WHAT IS REQUIRED: Run through the records and show each line that includes the string "StatusCode".

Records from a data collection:
###

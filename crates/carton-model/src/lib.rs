//! Data model for carton segregation.
//!
//! Shipment rows come from the supplier packing list; pallet labels and scan
//! outcomes are derived from them per invoice.

pub mod columns;
pub mod error;
pub mod pallet;
pub mod record;
pub mod scan;

pub use error::{CartonError, Result};
pub use pallet::{PalletAllocation, PalletLabel};
pub use record::{ShipmentRecord, StyleColor, normalize_code};
pub use scan::{
    ItemDisplay, ItemInfo, READY_MESSAGE, ScanEvent, ScanOutcome, ScanReport, ScanStatus,
};
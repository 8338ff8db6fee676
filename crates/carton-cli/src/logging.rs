//! Logging infrastructure using `tracing` and `tracing-subscriber`.
//!
//! # Log Levels
//!
//! - `error`: Load failures
//! - `warn`: Dropped rows, unusable settings
//! - `info`: Packing list loads, session opens, every scan
//! - `debug`: Plan/index sizes, cache hits, downloads
//! - `trace`: Not used yet
//!
//! Logs go to stderr (or a file) so stdout stays reserved for tables and
//! JSON output.

use std::fs::OpenOptions;
use std::io::{self, Write};
use std::path::PathBuf;
use std::sync::{Arc, Mutex};
use tracing::level_filters::LevelFilter;
use tracing_subscriber::{
    EnvFilter,
    fmt::{self, MakeWriter},
    layer::SubscriberExt,
    util::SubscriberInitExt,
};

/// Crates whose events are shown at the configured level.
const OWN_CRATES: [&str; 4] = ["carton_cli", "carton_ingest", "carton_model", "carton_pallet"];

/// Configuration for logging behavior.
#[derive(Debug, Clone)]
pub struct LogConfig {
    /// Level applied to this workspace's crates.
    pub level_filter: LevelFilter,
    /// Whether `RUST_LOG` may override `level_filter`.
    pub use_env_filter: bool,
    /// Whether to include timestamps in log output.
    pub with_timestamps: bool,
    /// Whether to include target (module path) in log output.
    pub with_target: bool,
    /// Whether to use ANSI colors in output.
    pub with_ansi: bool,
    /// Output format.
    pub format: LogFormat,
    /// Optional log file path. When set, logs are written to the file.
    pub log_file: Option<PathBuf>,
}

/// Log output format.
#[derive(Debug, Clone, Copy, Default, PartialEq, Eq)]
pub enum LogFormat {
    /// Human-readable pretty format with colors.
    #[default]
    Pretty,
    /// Compact single-line format.
    Compact,
    /// JSON format for machine parsing.
    Json,
}

impl Default for LogConfig {
    fn default() -> Self {
        Self {
            level_filter: LevelFilter::WARN,
            use_env_filter: true,
            with_timestamps: false,
            with_target: false,
            with_ansi: true,
            format: LogFormat::default(),
            log_file: None,
        }
    }
}

/// Initialize the global tracing subscriber with the given configuration.
///
/// This should be called once at application startup.
///
/// # Errors
///
/// Returns an error if the log file cannot be opened.
pub fn init_logging(config: &LogConfig) -> io::Result<()> {
    if let Some(path) = &config.log_file {
        let file = OpenOptions::new().create(true).append(true).open(path)?;
        init_logging_with_writer(config, SharedFileWriter::new(file));
    } else {
        init_logging_with_writer(config, io::stderr);
    }
    Ok(())
}

/// Initialize logging with a custom writer (useful for testing).
pub fn init_logging_with_writer<W>(config: &LogConfig, writer: W)
where
    W: for<'writer> MakeWriter<'writer> + Send + Sync + 'static,
{
    let filter = build_env_filter(config);

    match config.format {
        LogFormat::Json => {
            let layer = fmt::layer()
                .json()
                .with_writer(writer)
                .with_target(config.with_target);

            tracing_subscriber::registry()
                .with(filter)
                .with(layer)
                .init();
        }
        LogFormat::Compact => {
            let layer = fmt::layer()
                .compact()
                .with_writer(writer)
                .with_ansi(config.with_ansi)
                .with_target(config.with_target);

            if config.with_timestamps {
                tracing_subscriber::registry()
                    .with(filter)
                    .with(layer)
                    .init();
            } else {
                tracing_subscriber::registry()
                    .with(filter)
                    .with(layer.without_time())
                    .init();
            }
        }
        LogFormat::Pretty => {
            let layer = fmt::layer()
                .with_writer(writer)
                .with_ansi(config.with_ansi)
                .with_target(config.with_target);

            if config.with_timestamps {
                tracing_subscriber::registry()
                    .with(filter)
                    .with(layer)
                    .init();
            } else {
                tracing_subscriber::registry()
                    .with(filter)
                    .with(layer.without_time())
                    .init();
            }
        }
    }
}

#[derive(Clone)]
struct SharedFileWriter {
    file: Arc<Mutex<std::fs::File>>,
}

impl SharedFileWriter {
    fn new(file: std::fs::File) -> Self {
        Self {
            file: Arc::new(Mutex::new(file)),
        }
    }
}

struct SharedFileGuard {
    file: Arc<Mutex<std::fs::File>>,
}

impl Write for SharedFileGuard {
    fn write(&mut self, buf: &[u8]) -> io::Result<usize> {
        let mut guard = self
            .file
            .lock()
            .map_err(|_| io::Error::other("log file lock poisoned"))?;
        guard.write(buf)
    }

    fn flush(&mut self) -> io::Result<()> {
        let mut guard = self
            .file
            .lock()
            .map_err(|_| io::Error::other("log file lock poisoned"))?;
        guard.flush()
    }
}

impl<'a> MakeWriter<'a> for SharedFileWriter {
    type Writer = SharedFileGuard;

    fn make_writer(&'a self) -> Self::Writer {
        SharedFileGuard {
            file: Arc::clone(&self.file),
        }
    }
}

/// Build the filter directive string for the configured level.
///
/// External crates (reqwest, polars) stay at warn to reduce noise.
pub fn filter_directives(level: LevelFilter) -> String {
    let level = level.to_string().to_lowercase();
    let mut directives = String::from("warn");
    for krate in OWN_CRATES {
        directives.push(',');
        directives.push_str(krate);
        directives.push('=');
        directives.push_str(&level);
    }
    directives
}

fn build_env_filter(config: &LogConfig) -> EnvFilter {
    let fallback = || EnvFilter::new(filter_directives(config.level_filter));
    if config.use_env_filter {
        EnvFilter::try_from_default_env().unwrap_or_else(|_| fallback())
    } else {
        fallback()
    }
}
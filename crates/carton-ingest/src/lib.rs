//! Packing list ingestion.
//!
//! This crate fetches the supplier packing list from a local file or an HTTP
//! document endpoint, reads the `.xlsx` workbook or CSV export into Polars,
//! and turns it into typed [`ShipmentRecord`](carton_model::ShipmentRecord)s.
//!
//! # Example
//!
//! ```ignore
//! use carton_ingest::{DataSource, SourceLoader, ShipmentTable};
//!
//! let loader = SourceLoader::new()?;
//! let source = DataSource::parse("/mnt/share/supplier_packing_list_out.csv");
//! let table = ShipmentTable::new(loader.load_records(&source)?);
//! for invoice in table.invoices() {
//!     println!("{} ({} cartons)", invoice.invoice_no, invoice.cartons);
//! }
//! ```

mod cache;
mod error;
mod polars_utils;
mod reader;
mod source;
mod table;
mod workbook;

// === Error Types ===
pub use error::{IngestError, Result};

// === Reading ===
pub use polars_utils::{any_to_f64, any_to_string, format_numeric, parse_f64};
pub use reader::{read_packing_list, read_packing_list_bytes, records_from_frame};

// === Sources ===
pub use cache::{CachedLoader, DEFAULT_CACHE_TTL};
pub use source::{DEFAULT_TIMEOUT, DataSource, HttpAuth, SourceLoader};

// === Tables ===
pub use table::{InvoiceBatch, InvoiceSummary, ShipmentTable};
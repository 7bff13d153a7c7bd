//! Client IP extraction from HTTP headers with socket-address fallback.

use axum::http::HeaderMap;
use std::net::SocketAddr;

/// Extract the client IP for ban checks and visitor identity.
///
/// Proxied deployments put the client address in `X-Forwarded-For` (first
/// entry) or `X-Real-IP`; otherwise the socket remote address is used.
/// Returns an empty string when nothing is available, which simply never
/// matches an existing record or a ban entry.
pub fn extract_client_ip(headers: &HeaderMap, socket_addr: Option<SocketAddr>) -> String {
    if let Some(ip) = extract_from_x_forwarded_for(headers) {
        return ip;
    }

    if let Some(ip) = headers
        .get("x-real-ip")
        .and_then(|v| v.to_str().ok())
        .map(|s| s.trim())
        .filter(|s| !s.is_empty())
    {
        return ip.to_string();
    }

    socket_addr
        .map(|addr| addr.ip().to_string())
        .unwrap_or_default()
}

fn extract_from_x_forwarded_for(headers: &HeaderMap) -> Option<String> {
    let xff = headers.get("x-forwarded-for")?.to_str().ok()?;

    xff.split(',')
        .map(|s| s.trim())
        .find(|s| !s.is_empty())
        .map(|s| s.to_string())
}
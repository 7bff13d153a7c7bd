use crate::models::Visitor;
use crate::storage::{StorageResult, VisitorStore};
use std::sync::Arc;

/// How long after a visitor's last request a rotated session key may still
/// be reattached to the same IP + user agent.
pub const FUZZY_WINDOW_SECS: i64 = 5 * 60;

/// Inactivity period after which a visitor's session window restarts.
pub const SESSION_WINDOW_SECS: i64 = 60 * 60;

/// Decides which visitor record an incoming request belongs to.
///
/// Session keys are not stable identity: they rotate on login and cookie
/// renewal. IP + user agent within a short window is a reasonable proxy for
/// "same physical client, new session token", so a failed exact lookup falls
/// back to a recency-bounded fuzzy match before creating a new record.
///
/// Known limitation: two distinct clients behind one NAT with identical user
/// agents can be merged inside the fuzzy window. The window bounds how often
/// that happens; it is not otherwise defended against.
pub struct IdentityResolver {
    store: Arc<dyn VisitorStore>,
}

impl IdentityResolver {
    pub fn new(store: Arc<dyn VisitorStore>) -> Self {
        Self { store }
    }

    /// Returns the visitor this request attaches to, not yet persisted with
    /// updated fields. Absence of a match is a normal branch, never an error.
    pub async fn resolve(
        &self,
        session_key: &str,
        ip_address: &str,
        user_agent: &str,
        now: i64,
    ) -> StorageResult<Visitor> {
        // Common case: same browser, same IP, continuing session.
        if let Some(visitor) = self
            .store
            .find_by_session_and_ip(session_key, ip_address)
            .await?
        {
            return Ok(visitor);
        }

        // Session migration: the key rotated while the same device kept
        // browsing. Adopt the record and overwrite its key, merging what
        // would otherwise become a duplicate.
        if let Some(mut visitor) = self
            .store
            .find_recent_by_ip_and_agent(ip_address, user_agent, now - FUZZY_WINDOW_SECS)
            .await?
        {
            visitor.session_key = session_key.to_string();
            return Ok(visitor);
        }

        Ok(Visitor::new(session_key, ip_address))
    }
}

/// Session-window boundary rule: the window restarts when the record is
/// brand new or the visitor has been away for at least an hour. Triggers
/// referrer recapture and the page-view reset in the processor.
pub fn session_window_restarts(last_update: Option<i64>, now: i64) -> bool {
    match last_update {
        None => true,
        Some(at) => at <= now - SESSION_WINDOW_SECS,
    }
}
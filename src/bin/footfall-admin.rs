use anyhow::Result;
use clap::{Parser, Subcommand};
use footfall::config::Config;
use footfall::registry::{BanRegistry, ExclusionSource, SqliteBanRegistry, SqliteExclusionSource};
use footfall::storage::{SqliteVisitorStore, VisitorStore};
use std::sync::Arc;

#[derive(Parser)]
#[command(name = "footfall-admin")]
#[command(about = "Footfall tracking list management CLI", long_about = None)]
struct Cli {
    #[command(subcommand)]
    command: Commands,
}

#[derive(Subcommand)]
enum Commands {
    /// Manage banned IP addresses
    Ban {
        #[command(subcommand)]
        action: BanAction,
    },
    /// Manage excluded user-agent keywords
    ExcludeAgent {
        #[command(subcommand)]
        action: ListAction,
    },
    /// Manage excluded path prefixes
    ExcludePrefix {
        #[command(subcommand)]
        action: ListAction,
    },
}

#[derive(Subcommand)]
enum BanAction {
    /// Ban an IP address
    Add { ip_address: String },
    /// Lift a ban
    Remove { ip_address: String },
    /// List all banned IP addresses
    List,
}

#[derive(Subcommand)]
enum ListAction {
    /// Add an entry to the list
    Add { value: String },
    /// Remove an entry from the list
    Remove { value: String },
    /// List all entries
    List,
}

#[tokio::main]
async fn main() -> Result<()> {
    tracing_subscriber::fmt::init();

    let cli = Cli::parse();
    let config = Config::from_env()?;

    let store =
        SqliteVisitorStore::new(&config.database.url, config.database.max_connections).await?;
    let pool = store.pool();

    // Ensure all tables exist before touching the lists
    store.init().await?;
    let bans = SqliteBanRegistry::new(Arc::clone(&pool));
    bans.init().await?;
    let exclusions = SqliteExclusionSource::new(pool);
    exclusions.init().await?;

    match cli.command {
        Commands::Ban { action } => match action {
            BanAction::Add { ip_address } => {
                bans.ban(&ip_address).await?;
                println!("✓ Banned '{}'", ip_address);
            }
            BanAction::Remove { ip_address } => {
                if bans.unban(&ip_address).await? {
                    println!("✓ Unbanned '{}'", ip_address);
                } else {
                    println!("⚠ '{}' was not banned", ip_address);
                }
            }
            BanAction::List => {
                let ips = bans.banned().await?;
                if ips.is_empty() {
                    println!("No banned IP addresses.");
                } else {
                    for ip in ips {
                        println!("{}", ip);
                    }
                }
            }
        },
        Commands::ExcludeAgent { action } => match action {
            ListAction::Add { value } => {
                exclusions.add_agent_keyword(&value).await?;
                println!("✓ Added user-agent keyword '{}'", value);
            }
            ListAction::Remove { value } => {
                if exclusions.remove_agent_keyword(&value).await? {
                    println!("✓ Removed user-agent keyword '{}'", value);
                } else {
                    println!("⚠ Keyword '{}' was not on the list", value);
                }
            }
            ListAction::List => {
                for keyword in exclusions.agent_keywords().await? {
                    println!("{}", keyword);
                }
            }
        },
        Commands::ExcludePrefix { action } => match action {
            ListAction::Add { value } => {
                exclusions.add_path_prefix(&value).await?;
                println!("✓ Added path prefix '{}'", value);
            }
            ListAction::Remove { value } => {
                if exclusions.remove_path_prefix(&value).await? {
                    println!("✓ Removed path prefix '{}'", value);
                } else {
                    println!("⚠ Prefix '{}' was not on the list", value);
                }
            }
            ListAction::List => {
                for prefix in exclusions.path_prefixes().await? {
                    println!("{}", prefix);
                }
            }
        },
    }

    Ok(())
}
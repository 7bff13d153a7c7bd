use axum::{
    extract::{connect_info::ConnectInfo, Request, State},
    http::{header, HeaderMap, HeaderName, StatusCode},
    middleware::Next,
    response::{IntoResponse, Response},
};
use std::net::SocketAddr;
use std::sync::Arc;
use tracing::warn;

use crate::beacon::{capture_title, AnalyticsForwarder, BeaconContext};
use crate::registry::BanRegistry;
use crate::tracking::ip::extract_client_ip;
use crate::tracking::processor::{PageRequest, TrackingProcessor};

/// Cookie carrying the opaque session identifier.
pub const SESSION_COOKIE: &str = "sessionid";

/// Authenticated identity, inserted as a request extension by the host
/// application's auth layer when present.
#[derive(Debug, Clone)]
pub struct AuthenticatedUser(pub String);

pub struct TrackingState {
    pub processor: TrackingProcessor,
    pub bans: Arc<dyn BanRegistry>,
    /// `None` disables the beacon entirely (no collector account configured)
    pub forwarder: Option<AnalyticsForwarder>,
}

/// Request-tracking middleware: ban gate, best-effort visitor tracking,
/// and fire-and-forget beacon dispatch on the response path.
///
/// Only the ban gate may alter the client-visible outcome; tracking and
/// beacon failures are logged and isolated from the response.
pub async fn track_requests(
    State(state): State<Arc<TrackingState>>,
    request: Request,
    next: Next,
) -> Response {
    let socket_addr = request
        .extensions()
        .get::<ConnectInfo<SocketAddr>>()
        .map(|info| info.0);
    let headers = request.headers();
    let ip_address = extract_client_ip(headers, socket_addr);

    // Ban gate runs before anything else. The rejection is deliberately
    // indistinguishable from a missing page, and a lookup failure fails
    // open so storage trouble cannot take the whole site down.
    match state.bans.is_banned(&ip_address).await {
        Ok(true) => return (StatusCode::NOT_FOUND, "not found").into_response(),
        Ok(false) => {}
        Err(err) => warn!(error = %err, "ban list lookup failed, allowing request"),
    }

    let page = PageRequest {
        session_key: session_key_from(headers),
        ip_address: ip_address.clone(),
        user_agent: header_string(headers, header::USER_AGENT),
        path: request.uri().path().to_string(),
        referrer: optional_header_string(headers, header::REFERER),
        user_id: request
            .extensions()
            .get::<AuthenticatedUser>()
            .map(|user| user.0.clone()),
        background: is_background_request(headers),
    };
    let host = header_string(headers, header::HOST);
    let now = chrono::Utc::now().timestamp();

    // Tracking is best-effort: a storage failure must not abort the
    // response, so log and continue without tracking.
    if let Err(err) = state.processor.track(&page, now).await {
        warn!(error = %err, path = %page.path, "visitor tracking failed");
    }

    let response = next.run(request).await;

    match state.forwarder {
        Some(ref forwarder) => {
            let (response, title) = capture_title(response).await;
            forwarder.dispatch(BeaconContext {
                host,
                path: page.path,
                referer: page.referrer.unwrap_or_default(),
                ip_address,
                user_agent: page.user_agent,
                title,
            });
            response
        }
        None => response,
    }
}

/// Programmatic/background requests are never tracked.
fn is_background_request(headers: &HeaderMap) -> bool {
    headers
        .get("x-requested-with")
        .and_then(|value| value.to_str().ok())
        .is_some_and(|value| value.eq_ignore_ascii_case("XMLHttpRequest"))
}

fn session_key_from(headers: &HeaderMap) -> String {
    headers
        .get(header::COOKIE)
        .and_then(|value| value.to_str().ok())
        .and_then(|cookies| {
            cookies
                .split(';')
                .filter_map(|cookie| cookie.trim().split_once('='))
                .find(|(name, _)| *name == SESSION_COOKIE)
                .map(|(_, value)| value.to_string())
        })
        .unwrap_or_default()
}

fn header_string(headers: &HeaderMap, name: HeaderName) -> String {
    headers
        .get(name)
        .and_then(|value| value.to_str().ok())
        .unwrap_or_default()
        .to_string()
}

fn optional_header_string(headers: &HeaderMap, name: HeaderName) -> Option<String> {
    headers
        .get(name)
        .and_then(|value| value.to_str().ok())
        .map(|value| value.to_string())
}
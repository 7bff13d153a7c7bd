pub mod bans;
pub mod exclusion;

pub use bans::{BanRegistry, SqliteBanRegistry};
pub use exclusion::{ExclusionRegistry, ExclusionSource, SqliteExclusionSource};
pub mod handlers;
pub mod routes;

pub use routes::create_api_router;
pub mod visitor;

pub use visitor::Visitor;
use serde::{Deserialize, Serialize};
use sqlx::FromRow;

/// One tracked browsing session. Records are unique per
/// `(session_key, ip_address)` pair.
#[derive(Debug, Clone, Serialize, Deserialize, FromRow)]
pub struct Visitor {
    /// Storage row id; `None` until the record is first persisted
    pub id: Option<i64>,
    pub session_key: String,
    pub ip_address: String,
    pub user_agent: String,
    /// Authenticated identity, `None` for anonymous visitors
    pub user_id: Option<String>,
    /// Last-seen request path
    pub url: String,
    /// Referring URL captured at session start; sticky until the
    /// session window restarts
    pub referrer: Option<String>,
    pub page_views: i64,
    /// Unix seconds when the current session window began
    pub session_start: i64,
    /// Unix seconds of the most recent request attributed to this record;
    /// `None` only for a freshly constructed, never-persisted record
    pub last_update: Option<i64>,
}

impl Visitor {
    /// Construct a brand-new, not-yet-persisted visitor for the given key.
    pub fn new(session_key: &str, ip_address: &str) -> Self {
        Self {
            id: None,
            session_key: session_key.to_string(),
            ip_address: ip_address.to_string(),
            user_agent: String::new(),
            user_id: None,
            url: String::new(),
            referrer: None,
            page_views: 0,
            session_start: 0,
            last_update: None,
        }
    }
}
use anyhow::Result;
use axum::{middleware, response::Html, routing::get, Router};
use std::net::SocketAddr;
use std::sync::Arc;
use tower_http::trace::TraceLayer;
use tracing::info;

use footfall::api;
use footfall::beacon::AnalyticsForwarder;
use footfall::cleanup::CleanupScheduler;
use footfall::config::Config;
use footfall::registry::{
    BanRegistry, ExclusionRegistry, SqliteBanRegistry, SqliteExclusionSource,
};
use footfall::storage::{SqliteVisitorStore, VisitorStore};
use footfall::tracking::{track_requests, TrackingProcessor, TrackingState};

#[tokio::main]
async fn main() -> Result<()> {
    // Initialize tracing
    tracing_subscriber::fmt::init();

    // Load configuration
    let config = Config::from_env()?;
    info!("Loaded configuration");

    // Initialize storage
    info!("Using SQLite storage: {}", config.database.url);
    let sqlite =
        SqliteVisitorStore::new(&config.database.url, config.database.max_connections).await?;
    let pool = sqlite.pool();
    let store: Arc<dyn VisitorStore> = Arc::new(sqlite);

    info!("Initializing database...");
    store.init().await?;

    let bans = SqliteBanRegistry::new(Arc::clone(&pool));
    bans.init().await?;
    let bans: Arc<dyn BanRegistry> = Arc::new(bans);

    let exclusion_source = SqliteExclusionSource::new(pool);
    exclusion_source.init().await?;
    info!("Database initialized successfully");

    let exclusions = ExclusionRegistry::new(
        Arc::new(exclusion_source),
        config.tracking.untracked_prefixes.clone(),
    );

    // Beacon forwarder, disabled when no collector account is configured
    let forwarder = match config.analytics.account_id.as_deref() {
        Some(account_id) => {
            info!(account_id, "Analytics beacon enabled");
            Some(AnalyticsForwarder::new(
                &config.analytics.endpoint,
                account_id,
                config.analytics.beacon_timeout_secs,
            )?)
        }
        None => {
            info!("Analytics beacon disabled (ANALYTICS_ACCOUNT_ID not set)");
            None
        }
    };

    let tracking_state = Arc::new(TrackingState {
        processor: TrackingProcessor::new(Arc::clone(&store), exclusions),
        bans,
        forwarder,
    });

    // Background eviction of stale visitor records
    CleanupScheduler::new(
        Arc::clone(&store),
        config.tracking.retention_hours,
        config.tracking.cleanup_interval_secs,
    )
    .start();
    info!(
        retention_hours = config.tracking.retention_hours,
        interval_secs = config.tracking.cleanup_interval_secs,
        "Cleanup scheduler started"
    );

    let app = Router::new()
        .route("/", get(index))
        .merge(api::create_api_router(Arc::clone(&store)))
        .layer(middleware::from_fn_with_state(
            tracking_state,
            track_requests,
        ))
        .layer(TraceLayer::new_for_http());

    let addr = format!("{}:{}", config.server.host, config.server.port);
    let listener = tokio::net::TcpListener::bind(&addr).await?;
    info!("🚀 Server listening on http://{}", addr);

    axum::serve(
        listener,
        app.into_make_service_with_connect_info::<SocketAddr>(),
    )
    .await?;

    Ok(())
}

async fn index() -> Html<&'static str> {
    Html(
        "<html><head><title>footfall</title></head>\
         <body><p>Visitor tracking is running.</p></body></html>",
    )
}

###

ANSWER SECTION:
    http::{header, HeaderMap, HeaderName, StatusCode},
        Ok(true) => return (StatusCode::NOT_FOUND, "not found").into_response(),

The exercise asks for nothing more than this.